During pregnancy, the immune system must first become pro-inflammatory to permit fertilization and implantation, then anti-inflammatory to protect the mother and fetus, and then again pro-inflammatory to allow for a rejection response to help expel the infant. These cytokine and chemokine shifts, described in depth in Mor’s Immunology of Pregnancy [1], occur roughly at the start of each trimester in a healthy pregnancy [2]. But, in a dysfunctional or preeclamptic pregnancy, there is not sufficient modulation at the critical points to sustain the appropriate inflammatory response [1]. Genes [3-4] and infection [1,5-7] can contribute to an inability of the maternal immune system to develop the appropriate level of inflammatory response for a robust trophoblast invasion. The resulting poorly functioning placenta underlies the inability of the immune system to counter microbial or metabolic stressors that can lead to hypertension, prematurity and low birth weight, or an inability to mount a rejection response near term.

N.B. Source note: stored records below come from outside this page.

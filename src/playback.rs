//! Ordered playback of synthesized segments
//!
//! The queue is owned by the session coordinator. At most one segment is
//! active; it plays on a spawned task and reports back through a
//! [`PlaybackDone`] message, after which the next pending segment starts.
//! Clearing the queue aborts the active task and halts the player.

use async_trait::async_trait;
use rodio::{Decoder, OutputStream, OutputStreamHandle, Sink, Source};
use std::collections::VecDeque;
use std::io::Cursor;
use std::sync::{Arc, Mutex};
use std::time::Duration;
use tokio::sync::{mpsc, watch};
use tokio::task::JoinHandle;
use tracing::{debug, info, warn};

/// Samples per metering window published by [`RodioPlayer`].
pub const TAP_WINDOW: usize = 1024;

/// One unit of synthesized assistant audio, still encoded.
#[derive(Debug, Clone, PartialEq, Eq)]
pub struct AudioSegment {
    pub bytes: Vec<u8>,
}

impl AudioSegment {
    pub fn new(bytes: Vec<u8>) -> Self {
        Self { bytes }
    }
}

#[derive(Debug, Clone, Copy, PartialEq, Eq)]
pub enum PlaybackStatus {
    Idle,
    Playing,
}

#[derive(Debug, thiserror::Error)]
pub enum PlaybackError {
    #[error("Decode failed: {0}")]
    Decode(String),

    #[error("Output device error: {0}")]
    Output(String),
}

/// Latest window of decoded samples from the active segment.
pub type SampleTap = watch::Receiver<Arc<[f32]>>;

/// Something that can play one segment to completion.
#[async_trait]
pub trait SegmentPlayer: Send + Sync + 'static {
    /// Play the segment, resolving when it ends or fails.
    async fn play(&self, segment: AudioSegment) -> Result<(), PlaybackError>;

    /// Silence whatever is playing right now.
    fn halt(&self);

    /// Sample windows of the active segment, for metering.
    fn sample_tap(&self) -> Option<SampleTap> {
        None
    }
}

/// Completion report for one started segment.
#[derive(Debug)]
pub struct PlaybackDone {
    ticket: u64,
    result: Result<(), PlaybackError>,
}

struct Active {
    ticket: u64,
    task: JoinHandle<()>,
}

pub struct PlaybackQueue {
    player: Arc<dyn SegmentPlayer>,
    pending: VecDeque<AudioSegment>,
    active: Option<Active>,
    next_ticket: u64,
    done_tx: mpsc::UnboundedSender<PlaybackDone>,
    status: watch::Sender<PlaybackStatus>,
}

impl PlaybackQueue {
    /// Create an idle queue. Completion reports arrive on the returned
    /// receiver and must be fed back through [`PlaybackQueue::on_finished`].
    pub fn new(player: Arc<dyn SegmentPlayer>) -> (Self, mpsc::UnboundedReceiver<PlaybackDone>) {
        let (done_tx, done_rx) = mpsc::unbounded_channel();
        let (status, _) = watch::channel(PlaybackStatus::Idle);
        let queue = Self {
            player,
            pending: VecDeque::new(),
            active: None,
            next_ticket: 0,
            done_tx,
            status,
        };
        (queue, done_rx)
    }

    pub fn subscribe(&self) -> watch::Receiver<PlaybackStatus> {
        self.status.subscribe()
    }

    pub fn is_playing(&self) -> bool {
        self.active.is_some()
    }

    /// Segments waiting behind the active one.
    pub fn pending_len(&self) -> usize {
        self.pending.len()
    }

    /// Append a segment; it starts at once if nothing is playing.
    pub fn enqueue(&mut self, segment: AudioSegment) {
        debug!("🔊 Queued segment ({} bytes), {} waiting", segment.bytes.len(), self.pending.len());
        self.pending.push_back(segment);
        if self.active.is_none() {
            self.start_next();
        }
    }

    /// Handle a completion report. Reports for segments that were cleared
    /// are ignored.
    pub fn on_finished(&mut self, done: PlaybackDone) {
        let is_current = self.active.as_ref().is_some_and(|a| a.ticket == done.ticket);
        if !is_current {
            debug!("Ignoring stale completion for segment {}", done.ticket);
            return;
        }

        if let Err(e) = done.result {
            warn!("⚠️ Segment {} failed, skipping: {}", done.ticket, e);
        } else {
            debug!("Segment {} finished", done.ticket);
        }
        self.active = None;
        self.start_next();
    }

    /// Drop every pending segment and cut off the active one.
    pub fn clear(&mut self) {
        let dropped = self.pending.len();
        self.pending.clear();
        if let Some(active) = self.active.take() {
            active.task.abort();
            self.player.halt();
            info!("🔇 Playback interrupted ({} queued segments dropped)", dropped);
        } else if dropped > 0 {
            info!("🔇 Dropped {} queued segments", dropped);
        }
        self.status.send_replace(PlaybackStatus::Idle);
    }

    fn start_next(&mut self) {
        let Some(segment) = self.pending.pop_front() else {
            self.status.send_replace(PlaybackStatus::Idle);
            return;
        };

        let ticket = self.next_ticket;
        self.next_ticket += 1;
        let player = self.player.clone();
        let done_tx = self.done_tx.clone();
        let task = tokio::spawn(async move {
            let result = player.play(segment).await;
            let _ = done_tx.send(PlaybackDone { ticket, result });
        });

        debug!("▶️ Playing segment {}", ticket);
        self.active = Some(Active { ticket, task });
        self.status.send_replace(PlaybackStatus::Playing);
    }
}

impl Drop for PlaybackQueue {
    fn drop(&mut self) {
        if let Some(active) = self.active.take() {
            active.task.abort();
            self.player.halt();
        }
    }
}

/// Plays segments on the default output device through rodio.
///
/// The output stream is not `Send`, so it lives on its own thread for the
/// lifetime of the player. Each segment gets a fresh [`Sink`].
pub struct RodioPlayer {
    handle: OutputStreamHandle,
    current: SinkSlot,
    tap: watch::Sender<Arc<[f32]>>,
    _keepalive: std::sync::mpsc::Sender<()>,
}

impl RodioPlayer {
    pub fn open() -> Result<Self, PlaybackError> {
        let (ready_tx, ready_rx) = std::sync::mpsc::channel();
        let (keepalive, shutdown_rx) = std::sync::mpsc::channel::<()>();

        std::thread::Builder::new()
            .name("talkback-output".into())
            .spawn(move || match OutputStream::try_default() {
                Ok((stream, handle)) => {
                    let _ = ready_tx.send(Ok(handle));
                    // blocks until the player is dropped
                    let _ = shutdown_rx.recv();
                    drop(stream);
                }
                Err(e) => {
                    let _ = ready_tx.send(Err(e.to_string()));
                }
            })
            .map_err(|e| PlaybackError::Output(e.to_string()))?;

        let handle = ready_rx
            .recv()
            .map_err(|e| PlaybackError::Output(e.to_string()))?
            .map_err(PlaybackError::Output)?;
        info!("🔈 Output device ready");

        let empty: Arc<[f32]> = Arc::from(Vec::new());
        let (tap, _) = watch::channel(empty);
        Ok(Self {
            handle,
            current: SinkSlot::default(),
            tap,
            _keepalive: keepalive,
        })
    }
}

/// The sink that is currently playing, if any.
#[derive(Default)]
struct SinkSlot(Mutex<Option<Arc<Sink>>>);

impl SinkSlot {
    /// Make `sink` the current one. Any sink it replaces is stopped.
    fn register(&self, sink: Arc<Sink>) -> SlotGuard<'_> {
        if let Some(previous) = self.replace(Some(sink.clone())) {
            previous.stop();
        }
        SlotGuard { slot: self, sink }
    }

    fn halt(&self) {
        if let Some(sink) = self.replace(None) {
            sink.stop();
        }
    }

    fn replace(&self, sink: Option<Arc<Sink>>) -> Option<Arc<Sink>> {
        let mut current = self.0.lock().unwrap_or_else(|e| e.into_inner());
        std::mem::replace(&mut *current, sink)
    }

    #[cfg(test)]
    fn is_current(&self, sink: &Arc<Sink>) -> bool {
        let current = self.0.lock().unwrap_or_else(|e| e.into_inner());
        current.as_ref().is_some_and(|c| Arc::ptr_eq(c, sink))
    }
}

/// Stops its sink when dropped, including when the playing task is aborted,
/// and vacates the slot unless a newer sink took it.
struct SlotGuard<'a> {
    slot: &'a SinkSlot,
    sink: Arc<Sink>,
}

impl Drop for SlotGuard<'_> {
    fn drop(&mut self) {
        self.sink.stop();
        let mut current = self.slot.0.lock().unwrap_or_else(|e| e.into_inner());
        if current.as_ref().is_some_and(|c| Arc::ptr_eq(c, &self.sink)) {
            *current = None;
        }
    }
}

#[async_trait]
impl SegmentPlayer for RodioPlayer {
    async fn play(&self, segment: AudioSegment) -> Result<(), PlaybackError> {
        let source = Decoder::new(Cursor::new(segment.bytes))
            .map_err(|e| PlaybackError::Decode(e.to_string()))?;
        let sink = Sink::try_new(&self.handle).map_err(|e| PlaybackError::Output(e.to_string()))?;
        let guard = self.current.register(Arc::new(sink));

        guard
            .sink
            .append(Metered::new(source.convert_samples::<f32>(), self.tap.clone()));

        let mut tick = tokio::time::interval(Duration::from_millis(20));
        while !guard.sink.empty() {
            tick.tick().await;
        }
        Ok(())
    }

    fn halt(&self) {
        self.current.halt();
    }

    fn sample_tap(&self) -> Option<SampleTap> {
        Some(self.tap.subscribe())
    }
}

/// Pass-through source that publishes fixed-size sample windows.
struct Metered<S> {
    inner: S,
    window: Vec<f32>,
    tap: watch::Sender<Arc<[f32]>>,
}

impl<S> Metered<S> {
    fn new(inner: S, tap: watch::Sender<Arc<[f32]>>) -> Self {
        Self {
            inner,
            window: Vec::with_capacity(TAP_WINDOW),
            tap,
        }
    }
}

impl<S: Source<Item = f32>> Iterator for Metered<S> {
    type Item = f32;

    fn next(&mut self) -> Option<f32> {
        let sample = self.inner.next()?;
        self.window.push(sample);
        if self.window.len() >= TAP_WINDOW {
            let window: Arc<[f32]> = Arc::from(std::mem::take(&mut self.window));
            self.tap.send_replace(window);
            self.window.reserve(TAP_WINDOW);
        }
        Some(sample)
    }
}

impl<S: Source<Item = f32>> Source for Metered<S> {
    fn current_frame_len(&self) -> Option<usize> {
        self.inner.current_frame_len()
    }

    fn channels(&self) -> u16 {
        self.inner.channels()
    }

    fn sample_rate(&self) -> u32 {
        self.inner.sample_rate()
    }

    fn total_duration(&self) -> Option<Duration> {
        self.inner.total_duration()
    }
}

However, women who exercise in the six months prior to pregnancy and/or during pregnancy show a greatly reduced risk for preeclampsia [8-11]. The most likely explanation involves the ability of aerobic exercise to modify inflammatory responses by reducing oxidative stress and preventing or reversing endothelial dysfunction [8,12]. This sets the stage for normal trophoblast invasion, which is essential for further appropriate inflammatory status as the pregnancy progresses. If preeclampsia does develop, exercise may still provide some protection against prematurity and low birth weight by attenuating the dysfunction [13].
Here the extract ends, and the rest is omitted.